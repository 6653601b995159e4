use config::{Config, ConfigError, Environment, File};
use serde::{Deserialize, Serialize};
use std::path::{Path, PathBuf};
use std::time::Duration;

use crate::types::{Quantity, ValidRange};

/// Missing sections fall back to their `Default`. Optional devices
/// (`supply.gpib_address`, `heater.secondary`) are absent unless the file names them.
#[derive(Debug, Deserialize, Serialize, Clone, Default)]
#[serde(default)]
pub struct AppConfig {
    pub supply: SupplyConfig,
    pub pump: PumpConfig,
    pub heater: HeaterConfig,
    pub sensor: SensorConfig,
    pub daq: DaqConfig,
    pub limits: LimitsConfig,
    pub timing: TimingConfig,
    pub data_log: DataLogConfig,
    pub console: ConsoleConfig,
}

#[derive(Debug, Deserialize, Serialize, Clone)]
#[serde(default)]
pub struct SupplyConfig {
    pub port: String,
    pub baud_rate: u32,
    /// Bus address when the supply sits behind a GPIB-to-serial bridge
    #[serde(default)]
    pub gpib_address: Option<u8>,
    pub read_timeout_ms: u64,
    pub terminator: String,
}

#[derive(Debug, Deserialize, Serialize, Clone)]
#[serde(tag = "backend", rename_all = "lowercase")]
pub enum PumpConfig {
    /// Pump driven by a DAQ digital start line and an analog rate line
    Daq {
        start_line: String,
        rate_line: String,
        max_volts: f64,
        start_active_low: bool,
    },
    /// Syringe pump with its own serial command set
    Serial {
        port: String,
        baud_rate: u32,
        diameter_mm: f64,
        direction: PumpDirection,
    },
}

#[derive(Debug, Deserialize, Serialize, Clone, Copy, PartialEq, Eq, Default)]
#[serde(rename_all = "lowercase")]
pub enum PumpDirection {
    Infuse,
    #[default]
    Withdraw,
}

#[derive(Debug, Deserialize, Serialize, Clone)]
#[serde(default)]
pub struct HeaterConfig {
    pub primary: PidControllerConfig,
    #[serde(default)]
    pub secondary: Option<SecondaryHeaterConfig>,
}

#[derive(Debug, Deserialize, Serialize, Clone)]
pub struct PidControllerConfig {
    pub port: String,
    pub baud_rate: u32,
    pub slave_address: u8,
    pub status_register: u16,
    pub present_value_register: u16,
    pub setpoint_register: u16,
    /// Implied decimal places of the register values
    pub decimals: u8,
    pub timeout_ms: u64,
}

#[derive(Debug, Deserialize, Serialize, Clone)]
#[serde(default)]
pub struct SecondaryHeaterConfig {
    pub controller: PidControllerConfig,
    /// Factor from °C to the raw register value, including the register
    /// resolution; `controller.decimals` must therefore be 0.
    pub setpoint_scale: f64,
}

#[derive(Debug, Deserialize, Serialize, Clone)]
#[serde(default)]
pub struct SensorConfig {
    pub input_line: String,
    pub min_volts: f64,
    pub max_volts: f64,
    /// MΩ per volt of meter output
    pub resistivity_scale: f64,
}

#[derive(Debug, Deserialize, Serialize, Clone, Default)]
#[serde(default)]
pub struct DaqConfig {
    /// Explicit path to the NI-DAQmx shared library
    pub library_path: Option<PathBuf>,
}

#[derive(Debug, Deserialize, Serialize, Clone)]
#[serde(default)]
pub struct LimitsConfig {
    pub voltage: [f64; 2],
    pub current: [f64; 2],
    pub flow: [f64; 2],
    pub temperature: [f64; 2],
}

#[derive(Debug, Deserialize, Serialize, Clone)]
#[serde(default)]
pub struct TimingConfig {
    pub poll_interval_ms: u64,
    pub standby_log_interval_secs: u64,
    pub running_log_interval_secs: u64,
    pub device_timeout_ms: u64,
}

#[derive(Debug, Deserialize, Serialize, Clone)]
#[serde(default)]
pub struct DataLogConfig {
    pub path: PathBuf,
}

#[derive(Debug, Deserialize, Serialize, Clone)]
#[serde(default)]
pub struct ConsoleConfig {
    pub verbosity: String,
}

impl Default for SupplyConfig {
    fn default() -> Self {
        Self {
            port: "/dev/ttyUSB0".to_string(),
            baud_rate: 9600,
            gpib_address: Some(8),
            read_timeout_ms: 1000,
            terminator: "\n".to_string(),
        }
    }
}

impl Default for PumpConfig {
    fn default() -> Self {
        PumpConfig::Daq {
            start_line: "Dev1/port0/line15".to_string(),
            rate_line: "cDAQ1Mod1/ao3".to_string(),
            max_volts: 10.0,
            start_active_low: true,
        }
    }
}

impl Default for HeaterConfig {
    fn default() -> Self {
        Self {
            primary: PidControllerConfig::default(),
            secondary: Some(SecondaryHeaterConfig::default()),
        }
    }
}

impl Default for PidControllerConfig {
    fn default() -> Self {
        Self {
            port: "/dev/ttyUSB1".to_string(),
            baud_rate: 19200,
            slave_address: 247,
            status_register: 0,
            present_value_register: 1000,
            setpoint_register: 1200,
            decimals: 1,
            timeout_ms: 500,
        }
    }
}

impl Default for SecondaryHeaterConfig {
    fn default() -> Self {
        Self {
            controller: PidControllerConfig {
                port: "/dev/ttyUSB2".to_string(),
                baud_rate: 19200,
                slave_address: 1,
                status_register: 0x1000,
                present_value_register: 0x1000,
                setpoint_register: 0x1001,
                decimals: 0,
                timeout_ms: 500,
            },
            setpoint_scale: 10.0,
        }
    }
}

impl Default for SensorConfig {
    fn default() -> Self {
        Self {
            input_line: "Dev1/ai6".to_string(),
            min_volts: 0.0,
            max_volts: 10.0,
            resistivity_scale: 2.0,
        }
    }
}

impl Default for LimitsConfig {
    fn default() -> Self {
        Self {
            voltage: [0.0, 61.425],
            current: [0.0, 1000.0],
            flow: [0.0, 2000.0],
            temperature: [0.0, 100.0],
        }
    }
}

impl Default for TimingConfig {
    fn default() -> Self {
        Self {
            poll_interval_ms: 500,
            standby_log_interval_secs: 300,
            running_log_interval_secs: 5,
            device_timeout_ms: 2000,
        }
    }
}

impl Default for DataLogConfig {
    fn default() -> Self {
        Self {
            path: PathBuf::from("elec_data.csv"),
        }
    }
}

impl Default for ConsoleConfig {
    fn default() -> Self {
        Self {
            verbosity: "info".to_string(),
        }
    }
}

impl LimitsConfig {
    pub fn range(&self, quantity: Quantity) -> ValidRange {
        let [min, max] = match quantity {
            Quantity::Voltage => self.voltage,
            Quantity::Current => self.current,
            Quantity::Flow => self.flow,
            Quantity::Temperature => self.temperature,
        };
        ValidRange::new(min, max)
    }
}

impl TimingConfig {
    pub fn poll_interval(&self) -> Duration {
        Duration::from_millis(self.poll_interval_ms)
    }

    pub fn standby_log_interval(&self) -> Duration {
        Duration::from_secs(self.standby_log_interval_secs)
    }

    pub fn running_log_interval(&self) -> Duration {
        Duration::from_secs(self.running_log_interval_secs)
    }

    pub fn device_timeout(&self) -> Duration {
        Duration::from_millis(self.device_timeout_ms)
    }
}

impl AppConfig {
    /// Validate all configuration values
    pub fn validate(&self) -> Result<(), ConfigError> {
        if self.supply.port.trim().is_empty() {
            return Err(ConfigError::Message("supply.port must not be empty".into()));
        }
        match &self.pump {
            PumpConfig::Daq {
                start_line,
                rate_line,
                max_volts,
                ..
            } => {
                if start_line.is_empty() || rate_line.is_empty() {
                    return Err(ConfigError::Message("pump DAQ lines must be set".into()));
                }
                if *max_volts <= 0.0 {
                    return Err(ConfigError::Message("pump.max_volts must be positive".into()));
                }
            }
            PumpConfig::Serial {
                port, diameter_mm, ..
            } => {
                if port.trim().is_empty() {
                    return Err(ConfigError::Message("pump.port must not be empty".into()));
                }
                if *diameter_mm <= 0.0 {
                    return Err(ConfigError::Message(
                        "pump.diameter_mm must be positive".into(),
                    ));
                }
            }
        }
        if self.heater.primary.port.trim().is_empty() {
            return Err(ConfigError::Message(
                "heater.primary.port must not be empty".into(),
            ));
        }
        if let Some(secondary) = &self.heater.secondary {
            if secondary.setpoint_scale <= 0.0 {
                return Err(ConfigError::Message(
                    "heater.secondary.setpoint_scale must be positive".into(),
                ));
            }
            if secondary.controller.decimals != 0 {
                return Err(ConfigError::Message(
                    "heater.secondary.controller.decimals must be 0; put the register resolution in setpoint_scale".into(),
                ));
            }
            if secondary.controller.port.trim().is_empty() {
                return Err(ConfigError::Message(
                    "heater.secondary.controller.port must not be empty".into(),
                ));
            }
        }
        if self.sensor.resistivity_scale <= 0.0 {
            return Err(ConfigError::Message(
                "sensor.resistivity_scale must be positive".into(),
            ));
        }
        for quantity in Quantity::ALL {
            let range = self.limits.range(quantity);
            if !(range.min <= range.max) {
                return Err(ConfigError::Message(format!(
                    "limits.{quantity}: min {} exceeds max {}",
                    range.min, range.max
                )));
            }
        }
        let timing = &self.timing;
        if timing.poll_interval_ms == 0
            || timing.standby_log_interval_secs == 0
            || timing.running_log_interval_secs == 0
            || timing.device_timeout_ms == 0
        {
            return Err(ConfigError::Message("timing periods must be positive".into()));
        }
        Ok(())
    }
}

/// Load configuration from file with layered fallbacks
pub fn load_config(config_path: Option<&Path>) -> Result<AppConfig, ConfigError> {
    // Section defaults come from #[serde(default)] when a file is present
    let mut builder = Config::builder();
    let mut config_file_found = false;

    if let Some(path) = config_path {
        if path.exists() {
            builder = builder.add_source(File::from(path));
            config_file_found = true;
        } else {
            return Err(ConfigError::Message(format!(
                "Config file not found: {}",
                path.display()
            )));
        }
    } else {
        let possible_paths = ["config.toml", "electro_control.toml"];

        for path in &possible_paths {
            if Path::new(path).exists() {
                builder = builder.add_source(File::with_name(path));
                config_file_found = true;
                break;
            }
        }
    }

    // Without a file the full stand layout is the starting point
    if !config_file_found {
        builder = builder.add_source(Config::try_from(&AppConfig::default())?);
    }

    // Environment overrides, e.g. ELECTRO_CONTROL__SUPPLY__PORT=COM3
    builder = builder.add_source(
        Environment::with_prefix("ELECTRO_CONTROL")
            .separator("__")
            .try_parsing(true),
    );

    let config = builder.build()?.try_deserialize::<AppConfig>()?;
    config.validate()?;
    Ok(config)
}

#[cfg(test)]
mod tests {
    use super::*;
    use std::io::Write;

    #[test]
    fn defaults_are_valid() {
        AppConfig::default().validate().unwrap();
    }

    #[test]
    fn default_ranges_match_stand_limits() {
        let limits = LimitsConfig::default();
        assert_eq!(limits.range(Quantity::Voltage), ValidRange::new(0.0, 61.425));
        assert_eq!(limits.range(Quantity::Flow), ValidRange::new(0.0, 2000.0));
    }

    #[test]
    fn inverted_range_is_rejected() {
        let mut config = AppConfig::default();
        config.limits.temperature = [90.0, 10.0];
        assert!(config.validate().is_err());
    }

    #[test]
    fn missing_explicit_file_is_an_error() {
        let err = load_config(Some(Path::new("/definitely/not/here.toml"))).unwrap_err();
        assert!(err.to_string().contains("not found"));
    }

    #[test]
    fn file_overrides_defaults() {
        let mut file = tempfile::Builder::new().suffix(".toml").tempfile().unwrap();
        writeln!(
            file,
            r#"
[supply]
port = "COM3"
baud_rate = 9600
read_timeout_ms = 800
terminator = "\n"

[pump]
backend = "serial"
port = "COM1"
baud_rate = 19200
diameter_mm = 26.7
direction = "withdraw"

[timing]
poll_interval_ms = 250
standby_log_interval_secs = 300
running_log_interval_secs = 5
device_timeout_ms = 2000
"#
        )
        .unwrap();

        let config = load_config(Some(file.path())).unwrap();
        assert_eq!(config.supply.port, "COM3");
        assert_eq!(config.timing.poll_interval(), Duration::from_millis(250));
        assert!(matches!(config.pump, PumpConfig::Serial { .. }));
        assert_eq!(config.heater.primary.setpoint_register, 1200);
    }

    fn load_toml(contents: &str) -> Result<AppConfig, ConfigError> {
        let mut file = tempfile::Builder::new().suffix(".toml").tempfile().unwrap();
        file.write_all(contents.as_bytes()).unwrap();
        load_config(Some(file.path()))
    }

    #[test]
    fn single_heater_stand_has_no_secondary_or_bridge() {
        let config = load_toml(
            r#"
[supply]
port = "/dev/ttyS0"

[heater.primary]
port = "/dev/ttyUSB1"
baud_rate = 19200
slave_address = 247
status_register = 0
present_value_register = 1000
setpoint_register = 1200
decimals = 1
timeout_ms = 500
"#,
        )
        .unwrap();

        assert!(config.heater.secondary.is_none());
        assert_eq!(config.supply.gpib_address, None);
        assert_eq!(config.supply.port, "/dev/ttyS0");
        assert_eq!(config.supply.baud_rate, 9600);
        assert_eq!(config.timing.poll_interval(), Duration::from_millis(500));
    }

    #[test]
    fn secondary_heater_is_enabled_by_its_table() {
        let config = load_toml(
            r#"
[supply]
gpib_address = 8

[heater.secondary]
setpoint_scale = 10.0
"#,
        )
        .unwrap();

        assert_eq!(config.supply.gpib_address, Some(8));
        let secondary = config.heater.secondary.unwrap();
        assert_eq!(secondary.controller.port, "/dev/ttyUSB2");
        assert_eq!(secondary.setpoint_scale, 10.0);
    }

    #[test]
    fn scaled_secondary_register_is_rejected() {
        let mut config = AppConfig::default();
        if let Some(secondary) = config.heater.secondary.as_mut() {
            secondary.controller.decimals = 1;
        }
        let err = config.validate().unwrap_err();
        assert!(err.to_string().contains("decimals"));
    }
}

● ● ● ●

EXERCISE: Go through the material and select each line with the string "positive" in it.

YOUR SOLUTION:
                    return Err(ConfigError::Message("pump.max_volts must be positive".into()));
                        "pump.diameter_mm must be positive".into(),
                    "heater.secondary.setpoint_scale must be positive".into(),
                "sensor.resistivity_scale must be positive".into(),
            return Err(ConfigError::Message("timing periods must be positive".into()));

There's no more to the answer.